**Work required**
Find and copy each line of the listing below that has the word "source" in it.

**Material supplied**
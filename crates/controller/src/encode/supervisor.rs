//! Encoder process supervisor
//!
//! Spawns the external encoder for a plan, forwards its output into the log,
//! and reports its exit exactly once on the exit queue. Callers control a
//! running encoder only through a [`ProcessHandle`].

use crate::encode::hls::TranscodePlan;
use crate::jobs::JobKind;
use std::future::Future;
use std::pin::Pin;
use std::process::{ExitStatus, Stdio};
use std::sync::Arc;
use thiserror::Error;
use tokio::io::{AsyncBufReadExt, AsyncRead, BufReader};
use tokio::process::Command;
use tokio::sync::{mpsc, oneshot, watch};
use tokio_util::sync::CancellationToken;
use tracing::{debug, info, warn};

/// Error type for starting an encoder
#[derive(Debug, Error)]
pub enum SupervisorError {
    /// The encoder executable could not be spawned
    #[error("failed to spawn encoder: {0}")]
    Spawn(#[source] std::io::Error),
}

/// Why an encoder run ended without success
#[derive(Debug, Error)]
pub enum EncodeError {
    /// Encoder exited with non-zero status
    #[error("encoder failed with exit code: {0}")]
    Failed(i32),

    /// Encoder was terminated by a signal it was not sent by us
    #[error("encoder process was terminated by signal")]
    Terminated,

    /// Encoder was stopped through its handle
    #[error("encoder was cancelled")]
    Cancelled,

    /// IO error while waiting on the encoder
    #[error("IO error: {0}")]
    Io(#[from] std::io::Error),
}

/// A running encoder, resolved when the process has exited.
pub type EncoderRun = Pin<Box<dyn Future<Output = Result<(), EncodeError>> + Send + 'static>>;

/// Starts encoder processes.
///
/// The returned future owns the process. It must stop the process when
/// `cancel` fires and resolve once the process is gone.
pub trait Launcher: Send + Sync + 'static {
    fn launch(
        &self,
        job_id: &str,
        plan: &TranscodePlan,
        cancel: CancellationToken,
    ) -> Result<EncoderRun, SupervisorError>;
}

/// Launches the real encoder executable (ffmpeg by default).
#[derive(Debug, Clone)]
pub struct FfmpegLauncher {
    program: String,
}

impl FfmpegLauncher {
    pub fn new(program: impl Into<String>) -> Self {
        Self {
            program: program.into(),
        }
    }
}

/// Build the encoder command for a plan
///
/// Output streams are piped so they can be tagged and logged; the process is
/// killed if its owning future is dropped.
pub fn build_encoder_command(program: &str, plan: &TranscodePlan) -> Command {
    let mut cmd = Command::new(program);
    cmd.args(&plan.args)
        .stdin(Stdio::null())
        .stdout(Stdio::piped())
        .stderr(Stdio::piped())
        .kill_on_drop(true);
    cmd
}

impl Launcher for FfmpegLauncher {
    fn launch(
        &self,
        job_id: &str,
        plan: &TranscodePlan,
        cancel: CancellationToken,
    ) -> Result<EncoderRun, SupervisorError> {
        let mut child = build_encoder_command(&self.program, plan)
            .spawn()
            .map_err(SupervisorError::Spawn)?;

        let mut forwarders = Vec::with_capacity(2);
        if let Some(stdout) = child.stdout.take() {
            forwarders.push(tokio::spawn(forward_lines(job_id.to_string(), "stdout", stdout)));
        }
        if let Some(stderr) = child.stderr.take() {
            forwarders.push(tokio::spawn(forward_lines(job_id.to_string(), "stderr", stderr)));
        }

        Ok(Box::pin(async move {
            let outcome = tokio::select! {
                status = child.wait() => status.map_err(EncodeError::from).and_then(classify_exit),
                _ = cancel.cancelled() => {
                    // Already-exited children make start_kill fail; wait() still reaps.
                    let _ = child.start_kill();
                    match child.wait().await {
                        Ok(_) => Err(EncodeError::Cancelled),
                        Err(e) => Err(EncodeError::Io(e)),
                    }
                }
            };

            for forwarder in forwarders {
                let _ = forwarder.await;
            }

            outcome
        }))
    }
}

fn classify_exit(status: ExitStatus) -> Result<(), EncodeError> {
    if status.success() {
        Ok(())
    } else {
        match status.code() {
            Some(code) => Err(EncodeError::Failed(code)),
            None => Err(EncodeError::Terminated),
        }
    }
}

/// Formats one line of encoder output as `[job][stream] line`.
///
/// Surrounding whitespace is trimmed; blank lines yield `None`.
pub fn tag_line(job_id: &str, stream: &str, line: &str) -> Option<String> {
    let trimmed = line.trim();
    if trimmed.is_empty() {
        None
    } else {
        Some(format!("[{}][{}] {}", job_id, stream, trimmed))
    }
}

async fn forward_lines<R>(job_id: String, stream: &'static str, reader: R)
where
    R: AsyncRead + Unpin,
{
    let mut reader = BufReader::new(reader);
    let mut buf = Vec::new();

    loop {
        buf.clear();
        match reader.read_until(b'\n', &mut buf).await {
            Ok(0) => break,
            Ok(_) => {
                if let Some(tagged) = tag_line(&job_id, stream, &String::from_utf8_lossy(&buf)) {
                    info!(target: "encoder", "{}", tagged);
                }
            }
            Err(e) => {
                debug!(job_id = %job_id, stream, error = %e, "encoder output closed");
                break;
            }
        }
    }
}

/// Completion acknowledgement the exit consumer sends once bookkeeping is done.
#[derive(Debug)]
pub struct ExitAck(oneshot::Sender<()>);

impl ExitAck {
    pub fn complete(self) {
        let _ = self.0.send(());
    }
}

/// Sent once per encoder run when its process has exited.
#[derive(Debug)]
pub struct ExitNotice {
    pub job_id: String,
    pub kind: JobKind,
    pub outcome: Result<(), EncodeError>,
    pub ack: ExitAck,
}

/// Control over one running encoder.
///
/// Cloning shares the same process; only the supervisor task touches the
/// process itself.
#[derive(Debug, Clone)]
pub struct ProcessHandle {
    cancel: CancellationToken,
    done: watch::Receiver<bool>,
}

impl ProcessHandle {
    /// Asks the encoder to stop. Idempotent, and a no-op once it has exited.
    pub fn cancel(&self) {
        self.cancel.cancel();
    }

    /// Resolves after the exit notice for this run has been handled.
    pub async fn wait(&self) {
        let mut done = self.done.clone();
        // A dropped sender means the supervisor task is gone, which is also an exit.
        let _ = done.wait_for(|exited| *exited).await;
    }

    pub fn has_exited(&self) -> bool {
        *self.done.borrow()
    }
}

/// Starts encoders and routes their exits onto one queue.
pub struct Supervisor {
    launcher: Arc<dyn Launcher>,
    exits: mpsc::UnboundedSender<ExitNotice>,
}

impl Supervisor {
    /// Create a supervisor and the receiving end of its exit queue
    pub fn new(launcher: Arc<dyn Launcher>) -> (Self, mpsc::UnboundedReceiver<ExitNotice>) {
        let (exits, rx) = mpsc::unbounded_channel();
        (Self { launcher, exits }, rx)
    }

    /// Start an encoder for `job_id`
    ///
    /// On exit, for any reason, one [`ExitNotice`] is queued. The handle's
    /// `wait` resolves only after that notice has been acknowledged, or
    /// dropped unhandled.
    ///
    /// # Errors
    /// Returns an error if the launcher could not spawn the process; nothing
    /// is queued in that case.
    pub fn start(
        &self,
        job_id: &str,
        kind: JobKind,
        plan: &TranscodePlan,
    ) -> Result<ProcessHandle, SupervisorError> {
        let cancel = CancellationToken::new();
        let run = self.launcher.launch(job_id, plan, cancel.clone())?;
        let (done_tx, done_rx) = watch::channel(false);

        let exits = self.exits.clone();
        let task_job_id = job_id.to_string();
        tokio::spawn(async move {
            let outcome = run.await;
            match &outcome {
                Ok(()) => info!(job_id = %task_job_id, %kind, "encoder completed"),
                Err(EncodeError::Cancelled) => {
                    info!(job_id = %task_job_id, %kind, "encoder cancelled")
                }
                Err(e) => {
                    warn!(job_id = %task_job_id, %kind, error = %e, "encoder exited with error")
                }
            }

            let (ack_tx, ack_rx) = oneshot::channel();
            let notice = ExitNotice {
                job_id: task_job_id,
                kind,
                outcome,
                ack: ExitAck(ack_tx),
            };
            if exits.send(notice).is_ok() {
                let _ = ack_rx.await;
            }

            let _ = done_tx.send(true);
        });

        info!(job_id, %kind, "encoder started");
        Ok(ProcessHandle {
            cancel,
            done: done_rx,
        })
    }
}

#[cfg(test)]
pub(crate) mod testing {
    //! Launchers that stand in for the encoder in tests.

    use super::*;
    use std::sync::atomic::{AtomicBool, AtomicUsize, Ordering};
    use std::sync::Mutex;
    use std::time::Duration;

    /// Called with the job ID and plan while the launch is in progress.
    pub(crate) type LaunchHook = Box<dyn Fn(&str, &TranscodePlan) + Send + Sync>;

    /// Runs until cancelled, or until `exit_after` elapses if set.
    #[derive(Default)]
    pub(crate) struct FakeLauncher {
        pub fail_spawn: AtomicBool,
        pub exit_after: Option<Duration>,
        pub exit_code: Option<i32>,
        /// Never exits, not even when cancelled.
        pub ignore_cancel: bool,
        pub on_launch: Option<LaunchHook>,
        pub launches: Mutex<Vec<(String, TranscodePlan)>>,
        pub cancelled: Arc<AtomicUsize>,
    }

    impl FakeLauncher {
        pub fn failing() -> Self {
            let launcher = Self::default();
            launcher.fail_spawn.store(true, Ordering::SeqCst);
            launcher
        }

        pub fn exiting_after(delay: Duration, exit_code: Option<i32>) -> Self {
            Self {
                exit_after: Some(delay),
                exit_code,
                ..Self::default()
            }
        }

        pub fn ignoring_cancel() -> Self {
            Self {
                ignore_cancel: true,
                ..Self::default()
            }
        }

        pub fn with_launch_hook(
            mut self,
            hook: impl Fn(&str, &TranscodePlan) + Send + Sync + 'static,
        ) -> Self {
            self.on_launch = Some(Box::new(hook));
            self
        }

        /// Runs that ended because they were cancelled.
        pub fn cancelled_runs(&self) -> usize {
            self.cancelled.load(Ordering::SeqCst)
        }

        pub fn launched_ids(&self) -> Vec<String> {
            self.launches
                .lock()
                .unwrap()
                .iter()
                .map(|(id, _)| id.clone())
                .collect()
        }

        pub fn plan_for(&self, job_id: &str) -> Option<TranscodePlan> {
            self.launches
                .lock()
                .unwrap()
                .iter()
                .rev()
                .find(|(id, _)| id == job_id)
                .map(|(_, plan)| plan.clone())
        }
    }

    impl Launcher for FakeLauncher {
        fn launch(
            &self,
            job_id: &str,
            plan: &TranscodePlan,
            cancel: CancellationToken,
        ) -> Result<EncoderRun, SupervisorError> {
            if self.fail_spawn.load(Ordering::SeqCst) {
                return Err(SupervisorError::Spawn(std::io::Error::new(
                    std::io::ErrorKind::NotFound,
                    "encoder not found",
                )));
            }
            self.launches
                .lock()
                .unwrap()
                .push((job_id.to_string(), plan.clone()));
            if let Some(hook) = &self.on_launch {
                hook(job_id, plan);
            }

            if self.ignore_cancel {
                return Ok(Box::pin(std::future::pending::<Result<(), EncodeError>>()));
            }

            let exit_after = self.exit_after;
            let exit_code = self.exit_code;
            let cancelled = Arc::clone(&self.cancelled);
            Ok(Box::pin(async move {
                let outcome = match exit_after {
                    Some(delay) => tokio::select! {
                        _ = tokio::time::sleep(delay) => match exit_code {
                            Some(code) => Err(EncodeError::Failed(code)),
                            None => Ok(()),
                        },
                        _ = cancel.cancelled() => Err(EncodeError::Cancelled),
                    },
                    None => {
                        cancel.cancelled().await;
                        Err(EncodeError::Cancelled)
                    }
                };
                if matches!(outcome, Err(EncodeError::Cancelled)) {
                    cancelled.fetch_add(1, Ordering::SeqCst);
                }
                outcome
            }))
        }
    }
}
//! Startup checks for the transcode controller
//!
//! Preflight checks run before the controller loads any metadata:
//! - the configured encoder program answers `-version`
//! - the output root exists or can be created

use crate::config::Config;
use std::path::Path;
use std::process::Command;
use thiserror::Error;
use tracing::info;

/// Error types for startup checks
#[derive(Debug, Error)]
pub enum StartupError {
    #[error("encoder not available: {0}")]
    EncoderUnavailable(String),

    #[error("output root {path} is not usable: {source}")]
    OutputRoot {
        path: String,
        #[source]
        source: std::io::Error,
    },
}

/// Extract the version token from `ffmpeg -version` style output
///
/// Handles `ffmpeg version 6.1.1 ...` and git builds such as
/// `ffmpeg version n7.0-12-gabcdef ...`. The leading `n` is kept out of the
/// result.
pub fn parse_encoder_version(version_output: &str) -> Option<String> {
    let line = version_output
        .lines()
        .find(|line| line.to_lowercase().contains(" version "))?;
    let lower = line.to_lowercase();
    let token = lower.split(" version ").nth(1)?.split_whitespace().next()?;
    let token = token.strip_prefix('n').unwrap_or(token);
    if token.is_empty() {
        None
    } else {
        Some(token.to_string())
    }
}

/// Check that `<program> -version` runs and exits successfully
///
/// Returns the reported version when it can be parsed.
pub fn check_encoder_available(program: &str) -> Result<Option<String>, StartupError> {
    let output = Command::new(program)
        .arg("-version")
        .output()
        .map_err(|e| {
            StartupError::EncoderUnavailable(format!(
                "{} -version failed; is it installed and in PATH? Error: {}",
                program, e
            ))
        })?;

    if !output.status.success() {
        return Err(StartupError::EncoderUnavailable(format!(
            "{} -version exited with {}",
            program, output.status
        )));
    }

    Ok(parse_encoder_version(&String::from_utf8_lossy(&output.stdout)))
}

/// Create the output root if it does not exist yet
pub fn check_output_root(root: &Path) -> Result<(), StartupError> {
    std::fs::create_dir_all(root).map_err(|source| StartupError::OutputRoot {
        path: root.display().to_string(),
        source,
    })
}

/// Run all startup checks in order
pub fn run_startup_checks(cfg: &Config) -> Result<(), StartupError> {
    let version = check_encoder_available(&cfg.encoder.program)?;
    info!(
        program = %cfg.encoder.program,
        version = version.as_deref().unwrap_or("unknown"),
        "encoder available"
    );
    check_output_root(&cfg.storage.output_root)?;
    Ok(())
}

**Answer below**
    Spawn(#[source] std::io::Error),
    #[error("output root {path} is not usable: {source}")]
        #[source]
        source: std::io::Error,
    std::fs::create_dir_all(root).map_err(|source| StartupError::OutputRoot {
        source,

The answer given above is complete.